▶ _Given data_
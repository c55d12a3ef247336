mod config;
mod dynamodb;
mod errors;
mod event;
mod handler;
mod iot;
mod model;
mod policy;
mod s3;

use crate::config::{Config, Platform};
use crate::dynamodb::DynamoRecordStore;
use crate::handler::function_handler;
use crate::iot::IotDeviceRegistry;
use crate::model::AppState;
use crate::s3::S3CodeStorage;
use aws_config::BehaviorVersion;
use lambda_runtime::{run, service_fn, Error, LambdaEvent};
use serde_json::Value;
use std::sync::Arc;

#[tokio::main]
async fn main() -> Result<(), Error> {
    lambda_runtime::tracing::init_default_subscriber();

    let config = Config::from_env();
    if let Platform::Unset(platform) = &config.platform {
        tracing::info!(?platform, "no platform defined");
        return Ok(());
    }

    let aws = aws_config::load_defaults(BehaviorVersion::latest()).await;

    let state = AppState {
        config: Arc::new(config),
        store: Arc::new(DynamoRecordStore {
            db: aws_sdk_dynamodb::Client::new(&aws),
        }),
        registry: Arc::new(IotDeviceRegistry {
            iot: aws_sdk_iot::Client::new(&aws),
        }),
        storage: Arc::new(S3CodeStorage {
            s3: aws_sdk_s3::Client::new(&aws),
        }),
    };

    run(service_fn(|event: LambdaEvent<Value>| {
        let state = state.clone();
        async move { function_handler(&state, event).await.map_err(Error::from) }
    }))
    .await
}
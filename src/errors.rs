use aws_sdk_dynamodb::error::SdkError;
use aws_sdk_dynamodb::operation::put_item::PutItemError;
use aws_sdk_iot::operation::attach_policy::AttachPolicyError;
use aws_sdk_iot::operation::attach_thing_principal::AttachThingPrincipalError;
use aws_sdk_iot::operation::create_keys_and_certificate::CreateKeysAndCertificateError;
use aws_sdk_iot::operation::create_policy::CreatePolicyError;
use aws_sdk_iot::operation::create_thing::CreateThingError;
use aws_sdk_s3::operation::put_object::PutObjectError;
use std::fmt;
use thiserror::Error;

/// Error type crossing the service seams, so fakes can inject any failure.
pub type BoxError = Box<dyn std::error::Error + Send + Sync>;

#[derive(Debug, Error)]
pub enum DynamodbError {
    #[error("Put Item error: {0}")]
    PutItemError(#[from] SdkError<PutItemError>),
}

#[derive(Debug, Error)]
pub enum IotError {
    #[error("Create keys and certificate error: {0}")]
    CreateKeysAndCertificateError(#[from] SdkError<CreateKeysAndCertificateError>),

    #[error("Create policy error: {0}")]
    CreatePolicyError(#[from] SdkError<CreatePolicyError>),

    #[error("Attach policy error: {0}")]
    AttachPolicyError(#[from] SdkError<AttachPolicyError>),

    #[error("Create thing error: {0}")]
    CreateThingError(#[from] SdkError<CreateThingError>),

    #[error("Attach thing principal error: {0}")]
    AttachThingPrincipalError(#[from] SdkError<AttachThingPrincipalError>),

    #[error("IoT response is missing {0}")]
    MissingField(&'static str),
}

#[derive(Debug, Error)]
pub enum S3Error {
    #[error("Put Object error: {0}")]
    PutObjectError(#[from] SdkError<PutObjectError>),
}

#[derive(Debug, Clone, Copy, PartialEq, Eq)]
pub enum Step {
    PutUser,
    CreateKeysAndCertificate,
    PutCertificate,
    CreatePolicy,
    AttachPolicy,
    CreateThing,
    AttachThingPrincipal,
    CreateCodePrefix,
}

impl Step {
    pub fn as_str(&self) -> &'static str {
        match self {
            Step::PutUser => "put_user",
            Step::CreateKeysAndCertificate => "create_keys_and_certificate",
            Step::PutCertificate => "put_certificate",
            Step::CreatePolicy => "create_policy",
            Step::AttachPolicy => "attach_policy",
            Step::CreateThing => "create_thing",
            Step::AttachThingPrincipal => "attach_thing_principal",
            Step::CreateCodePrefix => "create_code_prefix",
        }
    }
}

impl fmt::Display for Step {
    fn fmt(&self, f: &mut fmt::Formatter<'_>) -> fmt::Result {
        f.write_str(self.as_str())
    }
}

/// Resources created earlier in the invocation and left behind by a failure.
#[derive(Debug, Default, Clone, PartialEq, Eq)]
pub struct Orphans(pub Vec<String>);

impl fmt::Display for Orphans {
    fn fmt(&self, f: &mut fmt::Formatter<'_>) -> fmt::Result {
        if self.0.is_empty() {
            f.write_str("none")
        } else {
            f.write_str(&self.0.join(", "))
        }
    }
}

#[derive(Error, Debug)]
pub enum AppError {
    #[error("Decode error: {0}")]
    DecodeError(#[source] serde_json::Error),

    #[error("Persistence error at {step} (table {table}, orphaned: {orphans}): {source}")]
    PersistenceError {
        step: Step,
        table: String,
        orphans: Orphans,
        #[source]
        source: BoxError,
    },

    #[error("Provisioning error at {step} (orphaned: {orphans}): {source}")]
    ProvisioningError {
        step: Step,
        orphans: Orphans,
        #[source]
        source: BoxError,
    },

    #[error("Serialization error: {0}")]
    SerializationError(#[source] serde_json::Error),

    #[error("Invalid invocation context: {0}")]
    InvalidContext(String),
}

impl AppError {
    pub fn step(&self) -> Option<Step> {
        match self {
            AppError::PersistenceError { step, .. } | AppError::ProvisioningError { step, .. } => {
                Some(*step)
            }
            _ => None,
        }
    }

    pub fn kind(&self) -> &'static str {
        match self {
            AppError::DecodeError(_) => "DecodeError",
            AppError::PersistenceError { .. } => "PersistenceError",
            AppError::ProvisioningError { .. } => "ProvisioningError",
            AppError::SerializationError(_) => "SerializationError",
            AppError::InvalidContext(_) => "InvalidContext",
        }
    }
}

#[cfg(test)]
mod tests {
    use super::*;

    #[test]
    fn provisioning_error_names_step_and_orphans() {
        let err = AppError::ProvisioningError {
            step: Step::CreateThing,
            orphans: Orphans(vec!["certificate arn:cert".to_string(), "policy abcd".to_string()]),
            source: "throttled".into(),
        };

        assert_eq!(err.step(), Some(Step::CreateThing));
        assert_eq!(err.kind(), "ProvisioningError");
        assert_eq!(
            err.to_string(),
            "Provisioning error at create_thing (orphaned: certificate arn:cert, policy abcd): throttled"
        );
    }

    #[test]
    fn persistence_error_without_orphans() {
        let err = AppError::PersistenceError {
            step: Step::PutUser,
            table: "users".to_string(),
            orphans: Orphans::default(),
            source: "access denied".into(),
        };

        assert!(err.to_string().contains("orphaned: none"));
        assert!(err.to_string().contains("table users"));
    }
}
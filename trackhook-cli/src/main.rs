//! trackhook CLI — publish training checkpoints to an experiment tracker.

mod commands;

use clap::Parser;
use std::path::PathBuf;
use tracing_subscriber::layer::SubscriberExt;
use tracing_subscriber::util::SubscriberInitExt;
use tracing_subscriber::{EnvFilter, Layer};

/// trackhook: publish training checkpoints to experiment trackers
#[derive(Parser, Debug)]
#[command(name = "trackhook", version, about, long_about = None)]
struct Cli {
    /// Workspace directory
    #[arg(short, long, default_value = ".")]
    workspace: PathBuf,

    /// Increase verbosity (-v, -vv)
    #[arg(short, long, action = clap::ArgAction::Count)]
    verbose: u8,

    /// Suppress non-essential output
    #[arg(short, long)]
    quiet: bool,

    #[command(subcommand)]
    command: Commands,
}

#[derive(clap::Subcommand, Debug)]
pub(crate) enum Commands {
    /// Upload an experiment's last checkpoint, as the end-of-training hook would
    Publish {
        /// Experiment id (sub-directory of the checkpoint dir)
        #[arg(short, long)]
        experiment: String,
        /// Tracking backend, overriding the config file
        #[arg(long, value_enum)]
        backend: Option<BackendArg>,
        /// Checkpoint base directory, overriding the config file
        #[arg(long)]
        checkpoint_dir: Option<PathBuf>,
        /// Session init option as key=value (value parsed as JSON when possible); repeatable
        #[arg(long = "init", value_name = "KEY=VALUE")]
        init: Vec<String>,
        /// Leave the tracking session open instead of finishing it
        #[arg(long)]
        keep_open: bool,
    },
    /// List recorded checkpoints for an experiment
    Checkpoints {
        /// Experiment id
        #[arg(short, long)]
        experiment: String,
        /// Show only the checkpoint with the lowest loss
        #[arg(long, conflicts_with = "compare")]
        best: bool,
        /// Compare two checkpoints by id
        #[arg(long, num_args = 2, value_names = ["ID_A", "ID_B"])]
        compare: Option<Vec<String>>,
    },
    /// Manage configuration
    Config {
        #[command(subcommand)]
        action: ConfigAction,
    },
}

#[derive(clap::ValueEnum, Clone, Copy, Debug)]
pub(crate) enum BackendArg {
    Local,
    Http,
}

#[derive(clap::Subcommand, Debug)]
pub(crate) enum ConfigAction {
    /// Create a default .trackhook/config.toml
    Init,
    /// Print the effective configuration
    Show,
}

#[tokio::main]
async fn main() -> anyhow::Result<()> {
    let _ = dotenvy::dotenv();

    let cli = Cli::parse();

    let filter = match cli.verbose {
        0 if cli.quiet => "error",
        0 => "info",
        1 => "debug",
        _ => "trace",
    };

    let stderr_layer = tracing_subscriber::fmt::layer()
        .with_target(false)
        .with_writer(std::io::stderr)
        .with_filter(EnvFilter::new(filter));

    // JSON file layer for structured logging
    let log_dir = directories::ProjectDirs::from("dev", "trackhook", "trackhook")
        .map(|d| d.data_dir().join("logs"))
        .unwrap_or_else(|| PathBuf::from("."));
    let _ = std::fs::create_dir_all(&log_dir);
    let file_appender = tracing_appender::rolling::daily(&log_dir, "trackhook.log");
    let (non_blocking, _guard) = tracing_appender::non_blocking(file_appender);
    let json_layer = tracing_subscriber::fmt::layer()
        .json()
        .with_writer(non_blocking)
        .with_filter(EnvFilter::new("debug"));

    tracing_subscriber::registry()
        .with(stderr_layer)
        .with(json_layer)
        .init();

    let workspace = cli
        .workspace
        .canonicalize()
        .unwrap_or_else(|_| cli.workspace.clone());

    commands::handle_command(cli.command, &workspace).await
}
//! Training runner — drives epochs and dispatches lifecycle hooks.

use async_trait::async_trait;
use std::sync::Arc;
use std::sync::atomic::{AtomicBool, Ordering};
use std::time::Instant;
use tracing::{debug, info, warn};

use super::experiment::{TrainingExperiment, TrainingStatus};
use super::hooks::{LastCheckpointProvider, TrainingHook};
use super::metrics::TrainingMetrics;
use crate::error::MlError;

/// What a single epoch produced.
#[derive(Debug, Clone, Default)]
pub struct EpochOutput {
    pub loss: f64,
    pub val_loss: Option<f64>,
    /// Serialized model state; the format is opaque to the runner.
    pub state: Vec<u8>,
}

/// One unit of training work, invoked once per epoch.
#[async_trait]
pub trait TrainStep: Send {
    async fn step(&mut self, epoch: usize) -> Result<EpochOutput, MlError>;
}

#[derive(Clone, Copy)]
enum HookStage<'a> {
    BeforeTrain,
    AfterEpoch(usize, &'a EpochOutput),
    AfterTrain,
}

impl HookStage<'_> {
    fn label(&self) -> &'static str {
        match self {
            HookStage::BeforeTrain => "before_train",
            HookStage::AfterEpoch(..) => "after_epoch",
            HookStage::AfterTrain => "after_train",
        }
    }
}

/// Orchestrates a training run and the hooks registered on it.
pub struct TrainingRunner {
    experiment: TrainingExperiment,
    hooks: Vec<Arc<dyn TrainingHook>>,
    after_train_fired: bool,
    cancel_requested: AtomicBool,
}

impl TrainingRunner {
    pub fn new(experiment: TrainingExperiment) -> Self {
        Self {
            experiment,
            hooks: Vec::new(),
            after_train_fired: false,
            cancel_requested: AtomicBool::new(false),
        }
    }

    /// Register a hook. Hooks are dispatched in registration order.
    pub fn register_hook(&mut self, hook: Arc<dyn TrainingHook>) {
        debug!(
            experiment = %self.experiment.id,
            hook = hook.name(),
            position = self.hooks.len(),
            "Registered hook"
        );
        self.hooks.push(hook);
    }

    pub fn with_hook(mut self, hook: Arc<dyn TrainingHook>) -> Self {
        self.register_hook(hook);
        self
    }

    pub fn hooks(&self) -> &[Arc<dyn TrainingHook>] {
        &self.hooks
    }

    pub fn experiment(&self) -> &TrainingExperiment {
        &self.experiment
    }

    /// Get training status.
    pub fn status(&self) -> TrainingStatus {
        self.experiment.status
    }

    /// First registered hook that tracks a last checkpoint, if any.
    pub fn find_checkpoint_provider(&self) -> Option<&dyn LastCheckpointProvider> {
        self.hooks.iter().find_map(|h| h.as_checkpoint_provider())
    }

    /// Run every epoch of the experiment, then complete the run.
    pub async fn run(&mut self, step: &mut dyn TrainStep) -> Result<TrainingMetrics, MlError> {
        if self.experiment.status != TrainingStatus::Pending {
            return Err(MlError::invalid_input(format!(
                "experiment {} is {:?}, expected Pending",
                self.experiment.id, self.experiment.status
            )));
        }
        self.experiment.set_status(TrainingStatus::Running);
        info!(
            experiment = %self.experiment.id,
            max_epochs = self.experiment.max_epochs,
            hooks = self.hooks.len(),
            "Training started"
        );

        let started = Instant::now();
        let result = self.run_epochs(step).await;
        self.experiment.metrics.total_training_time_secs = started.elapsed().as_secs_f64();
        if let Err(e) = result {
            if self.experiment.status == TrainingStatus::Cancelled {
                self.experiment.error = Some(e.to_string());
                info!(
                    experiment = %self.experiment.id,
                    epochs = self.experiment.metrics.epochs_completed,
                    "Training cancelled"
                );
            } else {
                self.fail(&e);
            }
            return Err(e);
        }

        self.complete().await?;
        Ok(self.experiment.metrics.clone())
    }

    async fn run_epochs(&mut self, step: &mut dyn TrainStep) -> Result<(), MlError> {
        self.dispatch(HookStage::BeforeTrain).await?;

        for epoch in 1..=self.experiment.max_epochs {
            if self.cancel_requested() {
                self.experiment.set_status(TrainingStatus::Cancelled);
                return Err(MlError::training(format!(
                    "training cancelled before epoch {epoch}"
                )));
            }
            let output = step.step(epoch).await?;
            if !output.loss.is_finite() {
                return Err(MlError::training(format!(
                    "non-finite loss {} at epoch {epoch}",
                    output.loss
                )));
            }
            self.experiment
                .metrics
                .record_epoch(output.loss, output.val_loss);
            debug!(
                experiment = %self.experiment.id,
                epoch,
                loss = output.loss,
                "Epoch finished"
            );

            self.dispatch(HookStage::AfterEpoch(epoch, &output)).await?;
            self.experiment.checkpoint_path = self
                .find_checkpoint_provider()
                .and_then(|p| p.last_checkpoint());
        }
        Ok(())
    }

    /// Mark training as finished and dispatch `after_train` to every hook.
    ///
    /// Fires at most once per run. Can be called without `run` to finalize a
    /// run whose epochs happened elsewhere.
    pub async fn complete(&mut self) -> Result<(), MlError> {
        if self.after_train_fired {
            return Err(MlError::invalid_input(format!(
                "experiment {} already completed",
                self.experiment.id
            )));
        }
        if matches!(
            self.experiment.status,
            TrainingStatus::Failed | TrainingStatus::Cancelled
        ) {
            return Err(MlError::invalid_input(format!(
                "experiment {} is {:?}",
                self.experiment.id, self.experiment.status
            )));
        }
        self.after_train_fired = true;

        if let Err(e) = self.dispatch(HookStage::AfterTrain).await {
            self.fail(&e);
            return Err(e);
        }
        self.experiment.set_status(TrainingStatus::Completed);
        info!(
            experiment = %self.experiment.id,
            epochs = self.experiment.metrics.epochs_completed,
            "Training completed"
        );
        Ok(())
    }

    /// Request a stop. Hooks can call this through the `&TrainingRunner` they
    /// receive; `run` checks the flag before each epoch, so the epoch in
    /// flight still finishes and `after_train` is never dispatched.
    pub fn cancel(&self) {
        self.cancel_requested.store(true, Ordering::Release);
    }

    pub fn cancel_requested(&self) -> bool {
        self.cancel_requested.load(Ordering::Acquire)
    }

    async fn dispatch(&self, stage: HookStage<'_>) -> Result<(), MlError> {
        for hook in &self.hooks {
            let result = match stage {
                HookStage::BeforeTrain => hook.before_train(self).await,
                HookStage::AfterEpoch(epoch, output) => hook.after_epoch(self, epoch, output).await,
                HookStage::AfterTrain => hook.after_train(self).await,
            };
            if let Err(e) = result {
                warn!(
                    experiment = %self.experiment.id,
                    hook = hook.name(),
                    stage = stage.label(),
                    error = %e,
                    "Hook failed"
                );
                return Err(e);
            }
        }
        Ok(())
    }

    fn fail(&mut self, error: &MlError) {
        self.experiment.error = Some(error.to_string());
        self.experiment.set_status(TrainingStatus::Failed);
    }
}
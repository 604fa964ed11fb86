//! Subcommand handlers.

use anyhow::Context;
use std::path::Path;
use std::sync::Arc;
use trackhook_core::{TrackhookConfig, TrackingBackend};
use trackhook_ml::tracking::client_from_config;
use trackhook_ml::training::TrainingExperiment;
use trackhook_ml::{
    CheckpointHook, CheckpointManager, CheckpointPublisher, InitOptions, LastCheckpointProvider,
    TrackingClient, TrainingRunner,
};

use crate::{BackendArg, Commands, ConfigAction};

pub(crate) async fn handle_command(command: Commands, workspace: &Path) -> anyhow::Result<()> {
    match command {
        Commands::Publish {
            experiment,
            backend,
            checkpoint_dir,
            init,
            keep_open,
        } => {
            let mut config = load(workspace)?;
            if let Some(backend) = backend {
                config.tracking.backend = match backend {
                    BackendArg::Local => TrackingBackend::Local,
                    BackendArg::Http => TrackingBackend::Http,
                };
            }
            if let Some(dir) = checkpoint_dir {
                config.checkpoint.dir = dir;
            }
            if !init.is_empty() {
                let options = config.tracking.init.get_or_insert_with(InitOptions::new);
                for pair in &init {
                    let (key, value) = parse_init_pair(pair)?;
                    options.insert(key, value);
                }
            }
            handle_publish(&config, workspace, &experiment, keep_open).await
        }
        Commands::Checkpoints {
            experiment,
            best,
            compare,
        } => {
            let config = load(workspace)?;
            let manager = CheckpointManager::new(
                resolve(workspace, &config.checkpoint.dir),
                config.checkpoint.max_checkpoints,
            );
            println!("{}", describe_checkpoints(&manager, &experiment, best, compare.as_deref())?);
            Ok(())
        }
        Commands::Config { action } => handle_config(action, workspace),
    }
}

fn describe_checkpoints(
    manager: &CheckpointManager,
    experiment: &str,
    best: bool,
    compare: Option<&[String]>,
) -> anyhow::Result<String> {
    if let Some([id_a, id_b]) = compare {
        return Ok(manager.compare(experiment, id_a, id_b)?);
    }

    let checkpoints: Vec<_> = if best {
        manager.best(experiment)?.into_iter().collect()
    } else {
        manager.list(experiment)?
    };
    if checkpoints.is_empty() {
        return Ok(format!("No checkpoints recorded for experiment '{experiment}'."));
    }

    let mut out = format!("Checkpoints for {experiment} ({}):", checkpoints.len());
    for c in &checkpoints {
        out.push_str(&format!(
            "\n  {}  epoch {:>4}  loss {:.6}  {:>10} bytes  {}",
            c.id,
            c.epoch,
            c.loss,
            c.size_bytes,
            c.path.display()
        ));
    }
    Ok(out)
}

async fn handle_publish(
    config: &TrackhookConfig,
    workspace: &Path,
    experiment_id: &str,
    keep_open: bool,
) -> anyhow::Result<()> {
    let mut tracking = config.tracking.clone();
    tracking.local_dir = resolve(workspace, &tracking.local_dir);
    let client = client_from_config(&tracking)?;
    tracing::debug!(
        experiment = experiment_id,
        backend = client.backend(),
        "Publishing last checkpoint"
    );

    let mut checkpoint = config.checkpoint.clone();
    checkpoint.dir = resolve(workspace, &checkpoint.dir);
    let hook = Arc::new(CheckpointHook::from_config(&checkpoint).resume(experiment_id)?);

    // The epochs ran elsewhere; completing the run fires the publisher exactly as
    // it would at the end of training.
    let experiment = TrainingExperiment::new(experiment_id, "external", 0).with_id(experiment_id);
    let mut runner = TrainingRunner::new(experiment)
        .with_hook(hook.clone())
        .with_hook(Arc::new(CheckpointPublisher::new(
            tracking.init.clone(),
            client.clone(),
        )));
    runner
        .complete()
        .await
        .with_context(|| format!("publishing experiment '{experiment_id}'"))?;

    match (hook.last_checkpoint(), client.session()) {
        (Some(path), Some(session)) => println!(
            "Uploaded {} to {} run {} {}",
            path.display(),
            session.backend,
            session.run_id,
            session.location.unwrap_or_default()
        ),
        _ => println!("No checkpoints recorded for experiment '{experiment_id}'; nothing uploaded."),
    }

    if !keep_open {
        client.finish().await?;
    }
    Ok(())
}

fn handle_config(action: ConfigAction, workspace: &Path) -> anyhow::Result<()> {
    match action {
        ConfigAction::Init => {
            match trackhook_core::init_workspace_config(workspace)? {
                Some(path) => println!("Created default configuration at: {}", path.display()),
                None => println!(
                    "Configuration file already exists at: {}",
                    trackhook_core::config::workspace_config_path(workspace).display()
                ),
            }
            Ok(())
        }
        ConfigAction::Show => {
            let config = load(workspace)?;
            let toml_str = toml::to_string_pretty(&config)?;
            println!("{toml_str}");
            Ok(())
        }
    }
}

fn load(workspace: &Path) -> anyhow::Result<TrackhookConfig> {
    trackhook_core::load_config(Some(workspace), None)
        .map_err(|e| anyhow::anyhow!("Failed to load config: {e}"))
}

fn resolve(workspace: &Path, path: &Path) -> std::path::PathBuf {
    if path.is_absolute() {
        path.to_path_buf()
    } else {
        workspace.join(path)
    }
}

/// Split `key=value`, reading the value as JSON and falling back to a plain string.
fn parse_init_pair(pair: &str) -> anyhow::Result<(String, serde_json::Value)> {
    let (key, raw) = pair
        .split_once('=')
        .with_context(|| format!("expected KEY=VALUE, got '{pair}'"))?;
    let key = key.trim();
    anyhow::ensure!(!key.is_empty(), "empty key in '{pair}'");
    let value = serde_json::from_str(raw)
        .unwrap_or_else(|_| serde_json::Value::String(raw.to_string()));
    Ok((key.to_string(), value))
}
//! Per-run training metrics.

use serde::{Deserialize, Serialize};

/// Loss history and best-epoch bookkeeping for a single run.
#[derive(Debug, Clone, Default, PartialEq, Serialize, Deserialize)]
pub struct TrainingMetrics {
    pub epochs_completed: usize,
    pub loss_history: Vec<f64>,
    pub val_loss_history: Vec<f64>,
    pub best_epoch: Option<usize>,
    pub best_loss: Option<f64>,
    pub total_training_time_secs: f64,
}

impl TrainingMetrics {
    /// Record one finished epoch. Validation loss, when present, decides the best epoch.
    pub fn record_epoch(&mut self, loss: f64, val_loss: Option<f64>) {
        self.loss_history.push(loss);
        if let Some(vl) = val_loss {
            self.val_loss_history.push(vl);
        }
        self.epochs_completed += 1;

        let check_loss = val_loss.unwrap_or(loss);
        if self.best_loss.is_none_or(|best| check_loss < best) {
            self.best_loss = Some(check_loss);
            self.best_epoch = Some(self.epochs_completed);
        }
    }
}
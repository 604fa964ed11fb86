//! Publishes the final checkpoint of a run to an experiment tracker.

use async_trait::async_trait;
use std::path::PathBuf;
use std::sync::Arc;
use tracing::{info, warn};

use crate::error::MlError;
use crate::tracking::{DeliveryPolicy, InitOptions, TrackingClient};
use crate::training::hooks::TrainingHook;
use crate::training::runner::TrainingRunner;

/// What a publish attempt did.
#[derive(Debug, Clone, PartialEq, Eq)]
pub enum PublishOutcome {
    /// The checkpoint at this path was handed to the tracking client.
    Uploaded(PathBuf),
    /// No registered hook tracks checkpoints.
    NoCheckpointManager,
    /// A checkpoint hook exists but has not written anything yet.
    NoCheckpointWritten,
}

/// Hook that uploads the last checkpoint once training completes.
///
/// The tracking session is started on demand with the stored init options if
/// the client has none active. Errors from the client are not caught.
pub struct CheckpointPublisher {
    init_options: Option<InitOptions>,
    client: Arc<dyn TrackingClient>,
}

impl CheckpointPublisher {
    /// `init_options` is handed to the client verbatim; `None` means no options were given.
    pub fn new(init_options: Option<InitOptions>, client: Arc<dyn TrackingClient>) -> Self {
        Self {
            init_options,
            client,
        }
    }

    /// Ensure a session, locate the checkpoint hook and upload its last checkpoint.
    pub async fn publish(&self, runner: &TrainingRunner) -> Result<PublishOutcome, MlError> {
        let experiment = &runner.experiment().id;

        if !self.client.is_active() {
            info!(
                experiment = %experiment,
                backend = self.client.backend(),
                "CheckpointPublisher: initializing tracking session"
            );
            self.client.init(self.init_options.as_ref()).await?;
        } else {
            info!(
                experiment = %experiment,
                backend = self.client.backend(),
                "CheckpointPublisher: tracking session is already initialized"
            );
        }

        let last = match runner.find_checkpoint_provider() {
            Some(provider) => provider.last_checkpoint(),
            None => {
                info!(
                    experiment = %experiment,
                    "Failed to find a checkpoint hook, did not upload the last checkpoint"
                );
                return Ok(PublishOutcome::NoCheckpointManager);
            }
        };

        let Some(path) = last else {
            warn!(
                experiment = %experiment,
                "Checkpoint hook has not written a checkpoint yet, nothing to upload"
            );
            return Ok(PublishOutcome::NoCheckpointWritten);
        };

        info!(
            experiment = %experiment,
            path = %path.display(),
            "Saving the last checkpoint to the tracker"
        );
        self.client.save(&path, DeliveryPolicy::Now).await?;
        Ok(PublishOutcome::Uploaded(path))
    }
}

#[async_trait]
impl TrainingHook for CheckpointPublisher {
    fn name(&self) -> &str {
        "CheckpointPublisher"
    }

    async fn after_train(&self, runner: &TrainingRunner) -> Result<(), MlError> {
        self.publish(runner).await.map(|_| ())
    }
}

▶ _What the task requires_
Copy out all lines of the listing above that include "dispatched".

▶ _Written reply_
    /// Register a hook. Hooks are dispatched in registration order.
    /// flight still finishes and `after_train` is never dispatched.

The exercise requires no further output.